The Day Liberty Arose


Most American children learn a very basic time-line of events that lead up to the American Revolution.  This often only includes knowing that Parliament imposed taxes on the colonist, sent troops to enforce taxes, and Patriots fought the Red Coats.

This is perhaps mostly accurate, but very simplistic and cleansed of the moral and philosophic arguments the Patriots had.  It is also devoid of important dates for the crucial events of this decades long struggle.

Today is the 244th anniversary of an important date that is lost from this simple history.  14 August 1765 is the date of the Boston Stamp Act Protest.

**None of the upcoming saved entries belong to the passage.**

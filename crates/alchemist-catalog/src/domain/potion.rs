//! Potion entities and categories.

use std::fmt;

use serde::{Deserialize, Serialize};

/// Rarity of a brewed potion.
///
/// Catalog files use the Portuguese tags, which are accepted as aliases.
#[derive(Debug, Clone, Copy, PartialEq, Eq, PartialOrd, Ord, Hash, Serialize, Deserialize)]
pub enum PotionRarity {
    /// Common potion.
    #[serde(alias = "Comum", alias = "common")]
    Common,
    /// Uncommon potion.
    #[serde(alias = "Incomum", alias = "uncommon")]
    Uncommon,
    /// Rare potion.
    #[serde(alias = "Raro", alias = "Rara", alias = "rare")]
    Rare,
    /// Very rare potion.
    #[serde(alias = "Muito Raro", alias = "Muito Rara", alias = "very_rare")]
    VeryRare,
    /// Legendary potion.
    #[serde(alias = "Lendário", alias = "Lendária", alias = "legendary")]
    Legendary,
}

impl fmt::Display for PotionRarity {
    fn fmt(&self, f: &mut fmt::Formatter<'_>) -> fmt::Result {
        match self {
            Self::Common => write!(f, "Common"),
            Self::Uncommon => write!(f, "Uncommon"),
            Self::Rare => write!(f, "Rare"),
            Self::VeryRare => write!(f, "Very Rare"),
            Self::Legendary => write!(f, "Legendary"),
        }
    }
}

/// The three potion categories, which double as the scoring attributes of
/// a brew.
///
/// Declaration order is the tie-break priority: combat beats utility beats
/// whimsy.
#[derive(Debug, Clone, Copy, PartialEq, Eq, PartialOrd, Ord, Hash, Serialize, Deserialize)]
#[serde(rename_all = "lowercase")]
pub enum PotionCategory {
    /// Combat potions.
    Combat,
    /// Utility potions.
    Utility,
    /// Whimsy potions.
    Whimsy,
}

impl PotionCategory {
    /// All categories in tie-break priority order.
    pub const ALL: [Self; 3] = [Self::Combat, Self::Utility, Self::Whimsy];
}

impl fmt::Display for PotionCategory {
    fn fmt(&self, f: &mut fmt::Formatter<'_>) -> fmt::Result {
        match self {
            Self::Combat => write!(f, "combat"),
            Self::Utility => write!(f, "utility"),
            Self::Whimsy => write!(f, "whimsy"),
        }
    }
}

/// An immutable catalog potion.
#[derive(Debug, Clone, PartialEq, Eq, Serialize, Deserialize)]
pub struct Potion {
    /// Catalog identifier.
    pub id: u32,
    /// Display name.
    pub name: String,
    /// Rarity tag.
    pub rarity: PotionRarity,
    /// Flavor text.
    #[serde(default)]
    pub description: String,
}

#[cfg(test)]
mod tests {
    use super::*;

    #[test]
    fn test_potion_rarity_accepts_catalog_tags() {
        let tags = serde_json::json!(["Comum", "Incomum", "Raro", "Muito Raro", "Lendário"]);

        let rarities: Vec<PotionRarity> = serde_json::from_value(tags).unwrap();

        assert_eq!(
            rarities,
            vec![
                PotionRarity::Common,
                PotionRarity::Uncommon,
                PotionRarity::Rare,
                PotionRarity::VeryRare,
                PotionRarity::Legendary,
            ]
        );
    }

    #[test]
    fn test_category_priority_follows_declaration_order() {
        let mut shuffled = vec![
            PotionCategory::Whimsy,
            PotionCategory::Combat,
            PotionCategory::Utility,
        ];
        shuffled.sort();

        assert_eq!(shuffled, PotionCategory::ALL.to_vec());
    }
}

George F. Smith has a good write up on the events and causes of the protest. Murray N. Rothbard also has an excellent history of the event from his larger work, Conceived in Liberty, that can be heard here. Below I have a brief explanation of the importance of the date.

While the colonies were not the libertarian ideal of the free society, the colonists were free to govern themselves under the crown in England. The king was sovereign and as such could rule over them while expected to protect them from foreign powers. However the British Parliament was understood to have no authority of regulation and taxation over the colonies.

This was tested in 1765 when Parliament passed the Stamp Act in order to raise funds for an American army against the French and Indians. Generally Americans wanted to trade, not fight, with the French and Indians. They also did not want a standing army in there country. The especially did not want a direct tax imposed on them by a parliament they did not elect. To them this was amoral and a violation of common law to be protected by the king.

Sam Adams reacted by forming the Sons of Liberty to protest. They would meet under the Liberty Tree in Boston and burn royal figures in effigy. There methods also turned violent against the properties of the royal appointees who were to issue the stamps and enforce the new law.  These actions and similar throughout America where enough to prevent the implementation of the act.

While this violence can strike us today as wrong, I think this is because we are oddly taught a view of history that is apologetic to the British. We see America as something the came out of Britain in 1776. However the American Patriots saw their nation as separate from and, under the crown, a peer to England. Perhaps a better way of thinking about the reaction from the Patriots would be to imagine if Britain, today, imposed a tax on another Commonwealth nation.  How might Canadians react to bureaucrats sent from London to collect taxes?

Justified or not, this is the date when Americans began to react in a large way to the transgressions from abroad and think about their liberties.  Rothbard wrote, “For many years August 14 was celebrated throughout America as ‘the happy day, on which Liberty arose from a long slumber.’”  Let us celebrate it again and remember the struggles of our intellectual forefathers as we work to protect and promote liberty today.